Dari berbagai pertanyan itu, membuat BAN S/M melakukan evaluasi terkait review kajian-kajian empirik akreditasi dan kinerja sistem pendidikan.

“Selain itu, juga melakukan kajian pustaka, diskusi dengan berbagai nara sumber ahli, diskusi internal, analysis sistem dan instrumen serta benchmarking,” jelasnya.

BAN S/M katanya perlu melakukan reformasi manajemen agar akreditasi lebih efisien dan efektif, tanpa backlog.

“Kita perlu mengganti instrumen agar lebih fokus pada pengukuran kinerja sekolah, bukan sekedar administrasi. Sebab jika hanya administrasi, itu bisa disiapkan ketika akan dilakukan akreditasi,” lanjut alumni Universitas Padjadjaran tahun 1994 itu.

Dia menjelaskan, saat ini BAN S/M juga sudah menggunakan instrumen akreditasi dengan sistem basis performance. Dengan metode ini, pihaknya dapat melihat sekolah/madrasah dengan aspek-aspek atau indikator-indikator performance sekolah.

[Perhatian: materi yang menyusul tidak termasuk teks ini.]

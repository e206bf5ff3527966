//! Performance benchmark runner.
//!
//! Runs the full operation catalog in both modes, collecting client-observed
//! latencies into [`BenchmarkSample`]s. Iterations are spaced out so the
//! gateway is measured at a steady trickle, not hammered; the spacing never
//! counts toward a latency. Failed iterations are logged and excluded from
//! the sample.

use std::time::{Duration, Instant};

use tracing::{debug, info, warn};

use encsearch_core::{
    BenchmarkSample, BenchmarkStatistics, ReportBuilder, SearchField, SearchMode, SearchOperator,
    SearchResponse,
};

use crate::client::ApiClient;
use crate::pool::{PoolKey, SamplePool};

/// Pause between benchmark iterations.
pub const ITERATION_DELAY: Duration = Duration::from_millis(50);

/// How a pooled value is reshaped before it is sent.
#[derive(Debug, Clone, Copy, PartialEq, Eq)]
pub enum ValueRule {
    /// Send the pooled value unchanged.
    AsIs,
    /// Last whitespace token, clamped to the substring operator maximum.
    LastWord,
    /// First four characters.
    ShortPrefix,
}

/// One benchmarked operation: a (field, operator) pairing plus where its
/// values come from.
#[derive(Debug, Clone, Copy)]
pub struct OperationConfig {
    pub name: &'static str,
    pub field: SearchField,
    pub operator: SearchOperator,
    pub pool: PoolKey,
    pub rule: ValueRule,
}

impl OperationConfig {
    /// Resolve the search value for one iteration.
    pub fn value_for(
        &self,
        pool: &SamplePool,
        iteration: usize,
        iterations: usize,
    ) -> Option<String> {
        let base = pool.value_for(self.pool, iteration, iterations)?;
        let value = match self.rule {
            ValueRule::AsIs => base.to_string(),
            ValueRule::LastWord => base.split_whitespace().last()?.chars().take(10).collect(),
            ValueRule::ShortPrefix => base.chars().take(4).collect(),
        };
        (value.chars().count() >= 2).then_some(value)
    }
}

/// The benchmarked operation catalog. Every supported (field, operator)
/// pairing appears once, plus the two reshaped name variants.
pub fn operations() -> Vec<OperationConfig> {
    use SearchOperator::{Equality, Prefix, Substring};

    vec![
        OperationConfig {
            name: "Phone Search",
            field: SearchField::Phone,
            operator: Equality,
            pool: PoolKey::Phones,
            rule: ValueRule::AsIs,
        },
        OperationConfig {
            name: "Email Search",
            field: SearchField::Email,
            operator: Equality,
            pool: PoolKey::Emails,
            rule: ValueRule::AsIs,
        },
        OperationConfig {
            name: "Name Search",
            field: SearchField::Name,
            operator: Equality,
            pool: PoolKey::Names,
            rule: ValueRule::AsIs,
        },
        OperationConfig {
            name: "Category Search",
            field: SearchField::Category,
            operator: Equality,
            pool: PoolKey::Categories,
            rule: ValueRule::AsIs,
        },
        OperationConfig {
            name: "Status Search",
            field: SearchField::Status,
            operator: Equality,
            pool: PoolKey::Statuses,
            rule: ValueRule::AsIs,
        },
        OperationConfig {
            name: "Email Prefix Search",
            field: SearchField::Email,
            operator: Prefix,
            pool: PoolKey::EmailPrefixes,
            rule: ValueRule::AsIs,
        },
        OperationConfig {
            name: "Name Substring Search",
            field: SearchField::Name,
            operator: Substring,
            pool: PoolKey::NameSubstrings,
            rule: ValueRule::AsIs,
        },
        OperationConfig {
            name: "Last Name Search",
            field: SearchField::Name,
            operator: Substring,
            pool: PoolKey::Names,
            rule: ValueRule::LastWord,
        },
        OperationConfig {
            name: "Partial Name Match",
            field: SearchField::Name,
            operator: Substring,
            pool: PoolKey::NameSubstrings,
            rule: ValueRule::ShortPrefix,
        },
    ]
}

/// Run the whole catalog in both modes, feeding statistics into the report.
pub async fn run_performance_suite(
    client: &ApiClient,
    pool: &SamplePool,
    iterations: usize,
    builder: &mut ReportBuilder,
) {
    for mode in SearchMode::ALL {
        info!(mode = mode.label(), "Benchmarking all operations");
        for op in operations() {
            match run_operation(client, pool, &op, mode, iterations).await {
                Some(stats) => {
                    info!(
                        operation = op.name,
                        mode = mode.label(),
                        avg_ms = format!("{:.2}", stats.average),
                        median_ms = format!("{:.2}", stats.median),
                        samples = stats.sample_count,
                        "Operation benchmarked"
                    );
                    builder.add_statistics(stats);
                }
                None => warn!(
                    operation = op.name,
                    mode = mode.label(),
                    "No successful iterations, operation skipped"
                ),
            }
        }
    }
}

async fn run_operation(
    client: &ApiClient,
    pool: &SamplePool,
    op: &OperationConfig,
    mode: SearchMode,
    iterations: usize,
) -> Option<BenchmarkStatistics> {
    if pool.values(op.pool).is_empty() {
        warn!(operation = op.name, "Value pool is empty, operation skipped");
        return None;
    }

    let mut sample = BenchmarkSample::new(op.name, mode);
    for i in 0..iterations {
        if i > 0 {
            tokio::time::sleep(ITERATION_DELAY).await;
        }
        let Some(value) = op.value_for(pool, i, iterations) else {
            continue;
        };

        let start = Instant::now();
        match client.search(op.field, op.operator, &value, mode, None).await {
            Ok(response) => {
                let elapsed_ms = start.elapsed().as_secs_f64() * 1000.0;
                match sample_latency(&response, elapsed_ms) {
                    Some(latency) => sample.record(latency),
                    None => debug!(
                        operation = op.name,
                        iteration = i,
                        "Empty or unsuccessful iteration excluded"
                    ),
                }
            }
            Err(err) => debug!(
                operation = op.name,
                iteration = i,
                error = %err,
                "Iteration failed"
            ),
        }
    }

    sample.finish()
}

/// Latency to record for one iteration, if any. Zero-result iterations say
/// nothing about the operation under load and never enter the sample; the
/// batch itself continues.
fn sample_latency(response: &SearchResponse, elapsed_ms: f64) -> Option<f64> {
    (response.success && response.metrics.results_count > 0).then_some(elapsed_ms)
}

#[cfg(test)]
mod tests {
    use super::*;
    use encsearch_core::CustomerRecord;

    fn pool() -> SamplePool {
        SamplePool::from_records(&[CustomerRecord {
            customer_id: "c-1".to_string(),
            full_name: "Maria Fernanda Oliveira".to_string(),
            email: "maria.oliveira@example.com".to_string(),
            phone: "+1-555-0101".to_string(),
            ..CustomerRecord::default()
        }])
    }

    #[test]
    fn catalog_covers_nine_operations_with_unique_names() {
        let ops = operations();
        assert_eq!(ops.len(), 9);

        let mut names: Vec<_> = ops.iter().map(|op| op.name).collect();
        names.sort_unstable();
        names.dedup();
        assert_eq!(names.len(), 9);
    }

    #[test]
    fn last_word_rule_takes_the_final_token() {
        let op = operations()
            .into_iter()
            .find(|op| op.rule == ValueRule::LastWord)
            .unwrap();
        assert_eq!(op.value_for(&pool(), 0, 1).unwrap(), "Oliveira");
    }

    #[test]
    fn short_prefix_rule_clamps_to_four_characters() {
        let op = operations()
            .into_iter()
            .find(|op| op.rule == ValueRule::ShortPrefix)
            .unwrap();
        // Pool substring is "Maria"; the rule keeps its first four characters.
        assert_eq!(op.value_for(&pool(), 0, 1).unwrap(), "Mari");
    }

    #[test]
    fn empty_pool_yields_no_value() {
        let empty = SamplePool::from_records(&[]);
        let op = operations()[0];
        assert!(op.value_for(&empty, 0, 1).is_none());
    }

    #[test]
    fn zero_result_iterations_are_excluded_from_the_sample() {
        let empty = SearchResponse::wrap(vec![], SearchMode::Hybrid, 1.0, 0.0, 1.5);
        assert!(empty.success);
        assert_eq!(sample_latency(&empty, 12.0), None);
    }

    #[test]
    fn non_empty_iterations_record_the_observed_latency() {
        let response = SearchResponse::wrap(
            vec![CustomerRecord::default()],
            SearchMode::PrimaryOnly,
            1.0,
            0.0,
            1.5,
        );
        assert_eq!(sample_latency(&response, 12.0), Some(12.0));
    }
}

“Sebelumnya dengan basis complains setelah sertifikat akreditasi mau habis, sekolah akan aktif. Jadi terkesan hanya disiapkan secara instan. Dengan basis performance, setelah sekolah re-akreditasi, kembali akan terus berupaya meningkatkan kualitasnya,” tutur Toni. (benk)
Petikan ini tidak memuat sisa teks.